* **What this task involves**:
How many lines in the records below hold the string "default"? Answer with the number alone.

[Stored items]
────

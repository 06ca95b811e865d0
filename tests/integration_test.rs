//! End-to-end tests over the in-memory stores.
//!
//! Covers the full path from store contents through the builders and the
//! shared state to the request-path answers:
//! - Folder index size for synthetic trees, cycles and shared folders
//! - File lookup against a built index
//! - Answered/unanswered split and CSV export over a fetched snapshot
//! - Refresh failures leave the published views untouched

// Integration tests use expect/unwrap for simplicity - panics are acceptable in tests
#![allow(clippy::expect_used, clippy::unwrap_used)]

use planet_patrol::io::{ExportMode, HEADER};
use planet_patrol::models::{CandidateId, CandidateSnapshot, FolderIndex, ReviewerKey};
use planet_patrol::services::{
    CandidateSnapshotBuilder, FolderIndexBuilder, FolderIndexOptions, RefreshTask, RetryPolicy,
    ReviewService, SnapshotOptions, split_answered_unanswered,
};
use planet_patrol::state::{ReviewState, SnapshotCell};
use planet_patrol::storage::{
    DocumentIdentityResolver, MemoryDocumentStore, MemoryFileStore, StaticGroupPolicy,
};
use serde_json::json;
use std::sync::Arc;
use std::time::Duration;
use test_case::test_case;

// ============================================================================
// Helpers
// ============================================================================

fn no_delay() -> SnapshotOptions {
    SnapshotOptions::default().with_page_delay(Duration::ZERO)
}

/// Builds a complete tree of `depth` levels below `root` with `branching`
/// sub-folders per folder.
fn synthetic_tree(store: &MemoryFileStore, root: &str, branching: usize, depth: usize) {
    let mut level = vec![root.to_string()];
    for _ in 0..depth {
        let mut next = Vec::with_capacity(level.len() * branching);
        for parent in &level {
            for i in 0..branching {
                let id = format!("{parent}/{i}");
                store.add_folder(parent, &id, &format!("folder {i}"));
                next.push(id);
            }
        }
        level = next;
    }
}

async fn build_index(store: MemoryFileStore, root: &str) -> FolderIndex {
    FolderIndexBuilder::new(Arc::new(store), FolderIndexOptions::new(root))
        .build()
        .await
        .unwrap()
}

type Service = ReviewService<
    MemoryDocumentStore,
    MemoryFileStore,
    StaticGroupPolicy,
    DocumentIdentityResolver<MemoryDocumentStore>,
>;

fn review_service(documents: &Arc<MemoryDocumentStore>, files: Arc<MemoryFileStore>) -> Service {
    ReviewService::new(
        Arc::clone(documents),
        files,
        Arc::new(ReviewState::new("root")),
        StaticGroupPolicy::default(),
        DocumentIdentityResolver::new(Arc::clone(documents)),
    )
}

// ============================================================================
// Folder index
// ============================================================================

#[test_case(2, 1 ; "binary one level")]
#[test_case(2, 3 ; "binary three levels")]
#[test_case(3, 2 ; "ternary two levels")]
#[test_case(4, 3 ; "quaternary three levels")]
#[test_case(10, 2 ; "wide shallow")]
#[tokio::test]
async fn test_folder_count_matches_complete_tree(branching: usize, depth: usize) {
    let store = MemoryFileStore::new().with_page_size(3);
    synthetic_tree(&store, "root", branching, depth);

    let index = build_index(store, "root").await;

    let b = u32::try_from(branching).unwrap();
    let d = u32::try_from(depth).unwrap();
    let expected = (b.pow(d + 1) - 1) / (b - 1) - 1;
    assert_eq!(index.len(), usize::try_from(expected).unwrap());
    assert!(!index.ids().contains("root"));
}

#[tokio::test]
async fn test_cycle_and_shared_folder_listed_once() {
    let store = MemoryFileStore::new();
    store.add_folder("root", "a", "A");
    store.add_folder("root", "b", "B");
    store.add_folder("a", "shared", "Shared");
    store.add_folder("b", "shared", "Shared");
    store.add_folder("shared", "a", "A again");
    store.add_folder("shared", "root", "Root again");

    let index = build_index(store, "root").await;

    let mut ids: Vec<_> = index.ids().into_iter().collect();
    ids.sort_unstable();
    assert_eq!(ids, vec!["a", "b", "shared"]);
}

// ============================================================================
// File locator
// ============================================================================

#[tokio::test]
async fn test_locate_finds_single_match_in_second_folder() {
    let files = Arc::new(MemoryFileStore::new());
    files.add_folder("root", "folder-a", "A");
    files.add_folder("root", "folder-b", "B");
    files.add_file("folder-a", "x", "unrelated.pdf", "application/pdf");
    files.add_file("folder-b", "f-100", "matches-TIC100.pdf", "application/pdf");

    let documents = Arc::new(MemoryDocumentStore::new());
    let service = review_service(&documents, Arc::clone(&files));
    let index = FolderIndexBuilder::new(files, FolderIndexOptions::new("root"))
        .build()
        .await
        .unwrap();
    assert_eq!(index.len(), 2);
    service.state().folders.replace(index);

    let found = service.files(&CandidateId::new("100")).await;
    assert_eq!(found.len(), 1);
    assert_eq!(found[0].id, "f-100");
    assert_eq!(found[0].name, "matches-TIC100.pdf");

    assert!(service.files(&CandidateId::new("999")).await.is_empty());
}

// ============================================================================
// Snapshot, split and export
// ============================================================================

fn seed_split_example(store: &MemoryDocumentStore) {
    store.put(json!({"_id": "tic:100", "dispositions": {}}));
    store.put(json!({
        "_id": "tic:200",
        "dispositions": {"user:a": {"disposition": "PC", "comments": ""}}
    }));
}

#[tokio::test]
async fn test_split_over_fetched_snapshot() {
    let store = MemoryDocumentStore::new();
    seed_split_example(&store);
    let snapshot = CandidateSnapshotBuilder::new(Arc::new(store), no_delay())
        .fetch()
        .await
        .unwrap();

    let split = split_answered_unanswered(&snapshot, &ReviewerKey::new("user:a"));

    assert_eq!(split.answered.len(), 1);
    assert_eq!(split.answered[0].id, CandidateId::new("200"));
    assert_eq!(split.answered[0].length, 1);
    assert_eq!(split.unanswered.len(), 1);
    assert_eq!(split.unanswered[0].id, CandidateId::new("100"));
    assert_eq!(split.unanswered[0].length, 0);
}

#[tokio::test]
async fn test_export_designated_only_emits_one_row() {
    let documents = Arc::new(MemoryDocumentStore::new());
    documents.put(json!({
        "_id": "tic:100",
        "sectors": "1,2",
        "dispositions": {"user:paper": {"disposition": "PC", "comments": "clear \"U\" shape"}}
    }));
    documents.put(json!({
        "_id": "tic:200",
        "dispositions": {"user:a": {"disposition": "EB", "comments": ""}}
    }));
    documents.put(json!({"_id": "tic:300"}));

    let service = review_service(&documents, Arc::new(MemoryFileStore::new()));
    let snapshot = CandidateSnapshotBuilder::new(Arc::clone(&documents), no_delay())
        .fetch()
        .await
        .unwrap();
    service.state().candidates.replace(snapshot);

    let export = service.export_csv(ExportMode::DesignatedOnly).unwrap();
    let text = String::from_utf8(export.content).unwrap();
    let lines: Vec<&str> = text.lines().collect();

    assert_eq!(export.rows, 1);
    assert_eq!(lines.len(), 2);
    assert_eq!(lines[0], HEADER.join(","));
    assert!(lines[1].starts_with("\"100\",\"https://exofop.ipac.caltech.edu/tess/target.php?id=100\",\"1,2\""));
    assert!(lines[1].ends_with("\"PC\",\"clear \"\"U\"\" shape\""));

    let all = service.export_csv(ExportMode::All).unwrap();
    assert_eq!(all.rows, 3);
}

// ============================================================================
// Refresh failures
// ============================================================================

#[tokio::test]
async fn test_failed_refresh_keeps_published_snapshot() {
    let store = Arc::new(MemoryDocumentStore::new().with_page_size(1));
    seed_split_example(&store);
    let cell = Arc::new(SnapshotCell::new(CandidateSnapshot::empty()));
    let task = RefreshTask::new(
        CandidateSnapshotBuilder::new(Arc::clone(&store), no_delay()),
        Arc::clone(&cell),
        Duration::from_secs(300),
    )
    .with_retry(RetryPolicy::single_attempt());

    assert_eq!(task.refresh_once().await.unwrap(), 2);
    let published = cell.load();

    // Second page of the next fetch fails after the first succeeded.
    store.put(json!({"_id": "tic:300"}));
    let next_call = store.list_calls() + 2;
    store.fail_list_call(next_call);
    assert!(task.refresh_once().await.is_err());

    let current = cell.load();
    assert!(Arc::ptr_eq(&published, &current));
    assert_eq!(current.len(), 2);
}

#[tokio::test]
async fn test_failed_folder_build_keeps_published_index() {
    let files = Arc::new(MemoryFileStore::new());
    files.add_folder("root", "a", "A");
    files.add_folder("a", "b", "B");
    let cell = Arc::new(SnapshotCell::new(FolderIndex::empty("root")));
    let task = RefreshTask::new(
        FolderIndexBuilder::new(Arc::clone(&files), FolderIndexOptions::new("root")),
        Arc::clone(&cell),
        Duration::from_secs(3600),
    )
    .with_retry(RetryPolicy::single_attempt());

    assert_eq!(task.refresh_once().await.unwrap(), 2);
    files.fail_parent("b");
    assert!(task.refresh_once().await.is_err());
    assert_eq!(cell.load().len(), 2);
}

────

* **Written answer**:
2